Defendant: Yes, your Honor.
Judge: All right, the court then approves that.
The district court accepted Defendant’s guilty plea.
{4} Defendant was sentenced to twelve years and 364 days imprisonment, to be followed
by two years of parole and a $1,000 fine. All of his prison sentence except three years was
suspended; those three years were to be followed by five years of supervised probation and
parole. With good time credit, Defendant served a total of twenty-one months at the New
Mexico Department of Corrections. Upon his release, Defendant was immediately taken into
the custody of the U.S. Immigration and Customs Enforcement (ICE) and detained in the
Otero County Processing Center to await removal.
{5} Shortly after being taken into ICE custody, Defendant, through new counsel, filed
a motion for relief from judgment or order and a request for an evidentiary hearing pursuant
to Rule 1-060 NMRA. Defendant asked the district court for an order allowing the
withdrawal of Defendant’s guilty plea on the grounds that his trial attorney did not inform
him of the immigration consequences of pleading guilty. Therefore, Defendant maintained
that the guilty plea did not constitute a willful, knowing, and intelligent waiver of his rights.

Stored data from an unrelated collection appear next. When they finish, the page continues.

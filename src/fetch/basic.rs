use super::client::HttpClient;
use async_trait::async_trait;

/// Plain `reqwest` client with no authentication.
#[derive(Debug, Clone, Default)]
pub struct BasicClient(reqwest::Client);

impl BasicClient {
    pub fn new() -> Self {
        Self::default()
    }
}

#[async_trait]
impl HttpClient for BasicClient {
    async fn execute(&self, req: reqwest::Request) -> reqwest::Result<reqwest::Response> {
        self.0.execute(req).await
    }
}
pub mod analyzers;
pub mod error;
pub mod fetch;
pub mod generate;
pub mod output;
pub mod parser;
pub mod record;
pub mod source;
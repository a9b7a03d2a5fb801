//! Synthetic flight corpus writer.
//!
//! Produces one JSON batch file per origin city draw, shaped like the feeds
//! the aggregator consumes, so the pipeline can be exercised end to end.

use anyhow::{Context, Result, ensure};
use chrono::{NaiveDate, NaiveDateTime, TimeDelta, Utc};
use rand::rngs::StdRng;
use rand::seq::SliceRandom;
use rand::{Rng, SeedableRng};
use serde_json::{Value, json};
use std::fs::{self, File};
use std::io::{BufWriter, Write};
use std::path::Path;
use tracing::{debug, info};

use crate::record::RawRecord;

/// Flight durations are drawn from this range, in seconds.
const DURATION_SECS: (u64, u64) = (1800, 10800);
const PASSENGERS: (u64, u64) = (1, 300);
const CITY_COUNT: (usize, usize) = (100, 200);

/// Settings for [`generate`].
#[derive(Debug, Clone)]
pub struct GeneratorConfig {
    pub files: usize,
    /// Number of distinct cities; drawn from 100..=200 when unset.
    pub cities: Option<usize>,
    pub min_records: usize,
    pub max_records: usize,
    /// Share of records (0.0–1.0) that get one field nulled, emptied or zeroed.
    pub dirty_ratio: f64,
    pub seed: Option<u64>,
}

impl Default for GeneratorConfig {
    fn default() -> Self {
        Self {
            files: 5000,
            cities: None,
            min_records: 50,
            max_records: 100,
            dirty_ratio: 0.0,
            seed: None,
        }
    }
}

/// What [`generate`] wrote.
#[derive(Debug, Clone, Copy, Default, PartialEq, Eq)]
pub struct GenerateReport {
    pub files: usize,
    pub records: usize,
    pub dirty: usize,
}

/// Writes `config.files` batch files into `dir`, creating it if needed.
pub fn generate(dir: &Path, config: &GeneratorConfig) -> Result<GenerateReport> {
    ensure!(
        config.min_records <= config.max_records,
        "min_records ({}) exceeds max_records ({})",
        config.min_records,
        config.max_records
    );
    ensure!(
        (0.0..=1.0).contains(&config.dirty_ratio),
        "dirty_ratio must be between 0 and 1, got {}",
        config.dirty_ratio
    );

    let mut rng = match config.seed {
        Some(seed) => StdRng::seed_from_u64(seed),
        None => StdRng::from_entropy(),
    };

    let city_count = config
        .cities
        .unwrap_or_else(|| rng.gen_range(CITY_COUNT.0..=CITY_COUNT.1));
    ensure!(city_count > 0, "at least one city is required");
    let cities: Vec<String> = (0..city_count).map(|i| format!("City_{i}")).collect();

    let start = NaiveDate::from_ymd_opt(2024, 1, 1)
        .and_then(|d| d.and_hms_opt(0, 0, 0))
        .context("invalid start date")?;
    // 2024 is a leap year.
    let span_secs = TimeDelta::days(366).num_seconds();

    fs::create_dir_all(dir).with_context(|| format!("failed to create {}", dir.display()))?;
    let month_year = Utc::now().format("%m-%y").to_string();

    let mut report = GenerateReport::default();
    for index in 0..config.files {
        let origin = cities.choose(&mut rng).context("no cities to choose from")?;
        let count = rng.gen_range(config.min_records..=config.max_records);

        let mut records = Vec::with_capacity(count);
        for _ in 0..count {
            let mut record = flight(&mut rng, &cities, origin, start, span_secs)?;
            if config.dirty_ratio > 0.0 && rng.gen_bool(config.dirty_ratio) {
                dirty(&mut rng, &mut record);
                report.dirty += 1;
            }
            records.push(record);
        }

        let path = dir.join(format!("{month_year}-{origin}-{index:05}-flights.json"));
        let mut writer = BufWriter::new(File::create(&path)?);
        serde_json::to_writer(&mut writer, &records)?;
        writer.flush()?;

        debug!(path = %path.display(), records = count, "Batch written");
        report.files += 1;
        report.records += count;
    }

    info!(
        dir = %dir.display(),
        files = report.files,
        records = report.records,
        dirty = report.dirty,
        cities = city_count,
        "Synthetic corpus generated"
    );
    Ok(report)
}

fn flight(
    rng: &mut StdRng,
    cities: &[String],
    origin: &str,
    start: NaiveDateTime,
    span_secs: i64,
) -> Result<RawRecord> {
    let destination = cities.choose(rng).context("no cities to choose from")?;
    let date = start + TimeDelta::seconds(rng.gen_range(0..span_secs));

    Ok(RawRecord {
        date: Some(json!(date.format("%Y-%m-%dT%H:%M:%S").to_string())),
        origin_city: Some(json!(origin)),
        destination_city: Some(json!(destination)),
        flight_duration_secs: Some(json!(rng.gen_range(DURATION_SECS.0..=DURATION_SECS.1))),
        passengers_on_board: Some(json!(rng.gen_range(PASSENGERS.0..=PASSENGERS.1))),
    })
}

fn dirty(rng: &mut StdRng, record: &mut RawRecord) {
    match rng.gen_range(0..5) {
        0 => record.date = Some(Value::Null),
        1 => record.origin_city = None,
        2 => record.destination_city = Some(json!("")),
        3 => record.flight_duration_secs = Some(json!(0)),
        _ => record.passengers_on_board = Some(json!(0)),
    }
}
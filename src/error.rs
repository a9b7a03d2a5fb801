//! Recoverable errors raised while reading and decoding batches.
//!
//! Neither kind is fatal to a run: the pipeline counts them and moves on to
//! the next unit.

use std::io;

/// A batch whose bytes are not a JSON array of record objects.
#[derive(Debug, thiserror::Error)]
#[error("failed to decode batch {batch}: {source}")]
pub struct BatchDecodeError {
    pub batch: String,
    #[source]
    pub source: serde_json::Error,
}

/// A unit the record source could not supply.
#[derive(Debug, thiserror::Error)]
pub enum SourceError {
    #[error("unit {unit} is unavailable: {reason}")]
    Unavailable { unit: String, reason: String },
    #[error("failed to read unit {unit}: {source}")]
    Read {
        unit: String,
        #[source]
        source: io::Error,
    },
    #[error("failed to fetch unit {unit}: {message}")]
    Fetch { unit: String, message: String },
}

impl SourceError {
    pub fn unit(&self) -> &str {
        match self {
            SourceError::Unavailable { unit, .. }
            | SourceError::Read { unit, .. }
            | SourceError::Fetch { unit, .. } => unit,
        }
    }
}
//! JSON decoder for flight-record batches.

use crate::error::BatchDecodeError;
use crate::record::RawRecord;
use serde_json::{Map, Value};

/// Decodes a batch of raw records from the bytes of one source unit.
///
/// Missing fields are allowed here and are dealt with by the validator. When
/// an object repeats a key, the last value wins.
///
/// # Errors
///
/// Returns a [`BatchDecodeError`] tagged with `batch` if the bytes are not a
/// JSON array of objects. No records are salvaged from a rejected batch.
pub fn parse_batch(batch: &str, bytes: &[u8]) -> Result<Vec<RawRecord>, BatchDecodeError> {
    let objects: Vec<Map<String, Value>> =
        serde_json::from_slice(bytes).map_err(|source| BatchDecodeError {
            batch: batch.to_string(),
            source,
        })?;
    Ok(objects.into_iter().map(RawRecord::from).collect())
}
//! Per-platform subproject creation and identifier rewriting

use super::{Platform, PlatformConfig, PlatformSelection};
use crate::platform::patch;
use crate::runtime::FlutterSdk;
use anyhow::{Context, Result};
use colored::Colorize;
use regex::Regex;
use std::path::Path;
use std::sync::LazyLock;

static ANDROID_PACKAGE_RE: LazyLock<Regex> =
    LazyLock::new(|| Regex::new(r#"package="[^"]*""#).expect("package regex is valid"));

static BUNDLE_ID_RE: LazyLock<Regex> = LazyLock::new(|| {
    Regex::new(r"<key>CFBundleIdentifier</key>(\s*)<string>[^<]*</string>")
        .expect("bundle id regex is valid")
});

/// Configure every selected platform, independently: an error in one
/// platform is reported and leaves it partially configured, while the
/// others still proceed. Returns whether all platforms succeeded.
pub async fn configure_platforms(
    sdk: &FlutterSdk,
    project_dir: &Path,
    selection: &PlatformSelection,
) -> bool {
    if selection.is_empty() {
        println!("\nNo platforms selected, skipping platform configuration");
        return true;
    }

    let mut all_ok = true;
    for (platform, config) in selection.iter() {
        println!();
        println!(
            "{}",
            format!("Configuring {} platform...", platform.display_name()).cyan()
        );
        match configure_platform(sdk, project_dir, *platform, config).await {
            Ok(()) => println!(
                "{}",
                format!("{} platform configured", platform.display_name()).green()
            ),
            Err(e) => {
                eprintln!(
                    "{}",
                    format!("Failed to configure {} platform: {e:#}", platform.display_name())
                        .red()
                );
                all_ok = false;
            }
        }
    }
    all_ok
}

async fn configure_platform(
    sdk: &FlutterSdk,
    project_dir: &Path,
    platform: Platform,
    config: &PlatformConfig,
) -> Result<()> {
    let subdir = project_dir.join(platform.tag());
    if !subdir.exists() {
        let args = create_args(platform, config);
        let args: Vec<&str> = args.iter().map(String::as_str).collect();
        let created = sdk
            .flutter(&args, project_dir)
            .await
            .context("Failed to run `flutter create`")?;
        anyhow::ensure!(created, "`flutter create` failed for {}", platform.tag());
    }

    // The create step honors `--org`, but only the rewrite guarantees the
    // exact identifier the user asked for.
    match platform {
        Platform::Android => {
            if let Some(package_name) = &config.org_id {
                patch::patch_field(
                    &project_dir.join("android/app/src/main/AndroidManifest.xml"),
                    &ANDROID_PACKAGE_RE,
                    &format!(r#"package="{package_name}""#),
                )?;
            }
        }
        Platform::Ios | Platform::Macos => {
            if let Some(bundle_id) = &config.org_id {
                let plist = match platform {
                    Platform::Ios => "ios/Runner/Info.plist",
                    _ => "macos/Runner/Info.plist",
                };
                patch::patch_field(
                    &project_dir.join(plist),
                    &BUNDLE_ID_RE,
                    &format!(
                        "<key>CFBundleIdentifier</key>${{1}}<string>{bundle_id}</string>"
                    ),
                )?;
            }
        }
        Platform::Web => {
            if let Some(renderer) = config.renderer {
                println!("  Web renderer: {}", renderer.as_str());
            }
        }
        Platform::Windows | Platform::Linux => {}
    }

    Ok(())
}

/// Argument list for `flutter create` scoped to one platform, run from
/// inside the project directory (hence the trailing `.`).
fn create_args(platform: Platform, config: &PlatformConfig) -> Vec<String> {
    let mut args = vec![
        "create".to_string(),
        format!("--platforms={}", platform.tag()),
    ];

    if platform.has_org_id() {
        if let Some(org_id) = &config.org_id {
            args.push("--org".to_string());
            args.push(org_id.clone());
        }
    }

    if let Some(language) = config.language {
        match platform {
            Platform::Android => {
                args.push("--android-language".to_string());
                args.push(language.as_str().to_string());
            }
            Platform::Ios => {
                args.push("--ios-language".to_string());
                args.push(language.as_str().to_string());
            }
            _ => {}
        }
    }

    args.push(".".to_string());
    args
}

On July 6, 2011, the district court issued an order summarily dismissing Defendant’s motion
and request for hearing. Stating that it was “[t]aking as true the factual allegations in the
motion . . . for the purposes of this order,” the district court’s findings of fact included:
5. The defendant’s trial counsel did not explain to the defendant prior
to the plea hearing that he would certainly be deported as a result of
his plea and conviction in this case.
6. Prior to accepting the defendant’s guilty pleas, defense counsel stated
to the Court and the Court itself admonished the defendant that his
plea and conviction in this case would surely result in his being
deported. The defendant personally told the Court that he understood
that he would be deported.
The district court’s conclusions of law included:
5. The defendant must demonstrate, not only that his attorney’s
assistance was deficient in failing to advise him of the certainty of
deportation if convicted, but that he was prejudiced by his attorney’s
ineffective action or omission in that he would have gone to trial had
he been adequately informed.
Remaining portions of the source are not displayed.